Die Beziehung zwischen der Konzentration des Sauerstoffauslasses und der Durchflussrate ist wie folgt (5 LPM zum Beispiel)
Durchflussmenge ( L / min ) | 0 | 1 | 2 | 3 | 4 | 5 |
Die Konzentration des Sauerstoffauslasses ( v / v ) | 21% | 93% | 94% | 94,2% | 94,16% | 93,8% |
Die Beziehung zwischen der inhalierten Sauerstoffkonzentration und der Durchflussrate ist wie folgt : 5 lPM zum Beispiel
Durchflussmenge ( L / min ) | 0 | 1 | 2 | 3 | 4 | 5 |
Die inhalierte Sauerstoffkonzentration ( v / v ) | 21% | 25% | 29% | 33% | 37% | 41% |
Sauerstofftherapie zu Hause
Wie viele Liter Sauerstoffkonzentrator sind für Patienten mit COPD geeignet?

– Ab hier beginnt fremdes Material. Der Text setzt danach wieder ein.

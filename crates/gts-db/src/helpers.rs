//! Row parsing and statement-building helpers shared by the repos.

use chrono::NaiveDate;

use crate::error::DatabaseError;

/// Parse a TEXT column into a serde-deserializable enum.
///
/// Works with every gts-core enum whose serde names match the stored text.
///
/// # Errors
///
/// Returns `DatabaseError::Query` if the string does not match any enum variant.
pub fn parse_enum<T: serde::de::DeserializeOwned>(s: &str) -> Result<T, DatabaseError> {
    serde_json::from_value(serde_json::Value::String(s.to_string()))
        .map_err(|e| DatabaseError::Query(format!("Failed to parse enum from '{s}': {e}")))
}

/// Parse a `YYYY-MM-DD` TEXT column.
///
/// # Errors
///
/// Returns `DatabaseError::Query` if the stored text is not a calendar date.
pub fn parse_date(s: &str) -> Result<NaiveDate, DatabaseError> {
    NaiveDate::parse_from_str(s, "%Y-%m-%d")
        .map_err(|e| DatabaseError::Query(format!("Failed to parse date '{s}': {e}")))
}

/// Read a nullable TEXT column. Returns `None` for both SQL NULL and empty string.
///
/// `row.get::<String>(idx)` on a NULL column returns an error, not `""`.
/// You must use `get::<Option<String>>()` for nullable columns.
///
/// # Errors
///
/// Returns `DatabaseError` if the column read fails.
pub fn get_opt_string(row: &libsql::Row, idx: i32) -> Result<Option<String>, DatabaseError> {
    match row.get::<Option<String>>(idx)? {
        Some(s) if s.is_empty() => Ok(None),
        other => Ok(other),
    }
}

/// Read an INTEGER column that the schema keeps within `i32`.
///
/// # Errors
///
/// Returns `DatabaseError::Query` if the stored value overflows `i32`.
pub fn get_i32(row: &libsql::Row, idx: i32) -> Result<i32, DatabaseError> {
    let raw = row.get::<i64>(idx)?;
    i32::try_from(raw)
        .map_err(|_| DatabaseError::Query(format!("column {idx} value {raw} out of i32 range")))
}

/// Column assignments for a partial `UPDATE`.
///
/// Each pushed column becomes `column = ?n` with its value bound as a
/// parameter. Column names are always static strings from the repo code;
/// only values are caller-supplied.
#[derive(Debug, Default)]
pub struct Assignments {
    sets: Vec<String>,
    params: Vec<libsql::Value>,
}

impl Assignments {
    #[must_use]
    pub fn new() -> Self {
        Self::default()
    }

    /// Assign `column` when `value` is `Some`.
    pub fn set<V: Into<libsql::Value>>(&mut self, column: &'static str, value: Option<V>) {
        if let Some(value) = value {
            self.params.push(value.into());
            self.sets.push(format!("{column} = ?{}", self.params.len()));
        }
    }

    /// Assign a nullable column: `Some(None)` writes NULL.
    pub fn set_nullable<V: Into<libsql::Value>>(
        &mut self,
        column: &'static str,
        value: Option<Option<V>>,
    ) {
        if let Some(value) = value {
            self.params
                .push(value.map_or(libsql::Value::Null, Into::into));
            self.sets.push(format!("{column} = ?{}", self.params.len()));
        }
    }

    #[must_use]
    pub fn is_empty(&self) -> bool {
        self.sets.is_empty()
    }

    /// Finish as `UPDATE table SET ... WHERE key_column = ?n`.
    #[must_use]
    pub fn into_statement(
        mut self,
        table: &str,
        key_column: &str,
        key: i64,
    ) -> (String, Vec<libsql::Value>) {
        self.params.push(key.into());
        let sql = format!(
            "UPDATE {table} SET {} WHERE {key_column} = ?{}",
            self.sets.join(", "),
            self.params.len()
        );
        (sql, self.params)
    }
}

/// Read a single `COUNT(*)` style row.
///
/// # Errors
///
/// Returns `DatabaseError` if the query fails or yields no row.
pub async fn query_count(
    conn: &libsql::Connection,
    sql: &str,
    params: impl libsql::params::IntoParams,
) -> Result<u64, DatabaseError> {
    let mut rows = conn.query(sql, params).await?;
    let row = rows.next().await?.ok_or(DatabaseError::NoResult)?;
    let count = row.get::<i64>(0)?;
    u64::try_from(count).map_err(|_| DatabaseError::Query(format!("negative count {count}")))
}

#[cfg(test)]
mod tests {
    use super::*;
    use gts_core::enums::ThesisType;
    use pretty_assertions::assert_eq;

    #[test]
    fn parse_enum_uses_wire_spelling() {
        let ty: ThesisType = parse_enum("Proficiency in Art").unwrap();
        assert_eq!(ty, ThesisType::ProficiencyInArt);
        assert!(parse_enum::<ThesisType>("Bachelor").is_err());
    }

    #[test]
    fn parse_date_rejects_datetime() {
        assert!(parse_date("2020-02-29").is_ok());
        assert!(parse_date("2020-02-29 10:00:00").is_err());
    }

    #[test]
    fn assignments_number_params_in_order() {
        let mut a = Assignments::new();
        a.set("name", Some("ETH"));
        a.set::<String>("country", None);
        a.set_nullable::<String>("affiliation", Some(None));
        let (sql, params) = a.into_statement("person", "person_id", 7);
        assert_eq!(
            sql,
            "UPDATE person SET name = ?1, affiliation = ?2 WHERE person_id = ?3"
        );
        assert_eq!(params.len(), 3);
        assert_eq!(params[1], libsql::Value::Null);
        assert_eq!(params[2], libsql::Value::Integer(7));
    }

    #[test]
    fn empty_assignments() {
        assert!(Assignments::new().is_empty());
    }
}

Die Sauerstofftherapie zu Hause erfordert einen 3-10-Liter-Sauerstoffkonzentrator (je nach Zustand). Entsprechend der Beziehung zwischen der Konzentration des eingeatmeten Sauerstoffs und der Flussrate kann der Patient nur 41% Sauerstoff einatmen, der von einem 5-Liter-Sauerstoffkonzentrator in seinen Körper gelangen kann. Dies ist ein idealer Wert. Tatsächlich können Patienten mit COPD nur mehr als 30% ihres Sauerstoffs aus dem 5-Liter-Sauerstoffkonzentrator beziehen. Das heißt, der Arzt sagte, dass die Patienten, die entlassen werden können, den Sauerstoff mit einer niedrigen Sauerstoffkonzentration von etwa 30% verwenden sollten, was sich auf einen 5-Liter-Sauerstoffkonzentrator bezieht. Ob der Patient 3 Liter, 5 Liter oder 10 Liter verwendet, hängt von der Blutsauerstoffsättigung des Patienten bei 90% ab. Das oben Genannte (im Allgemeinen sind 94% ausreichend) ist das Ziel. Beispielsweise verwenden Patienten mit COPD eine 5-Liter-Maschine, aber die Blutsauerstoffsättigung liegt unter 90%. Dann wird ein Sauerstoffkonzentrator mit großem Durchfluss von 5 Litern oder mehr verwendet. Sauerstofftherapiezeit: 7 bis 8 Stunden pro Tag bis mehr als 10 Stunden, sehr schwer über 20 Stunden.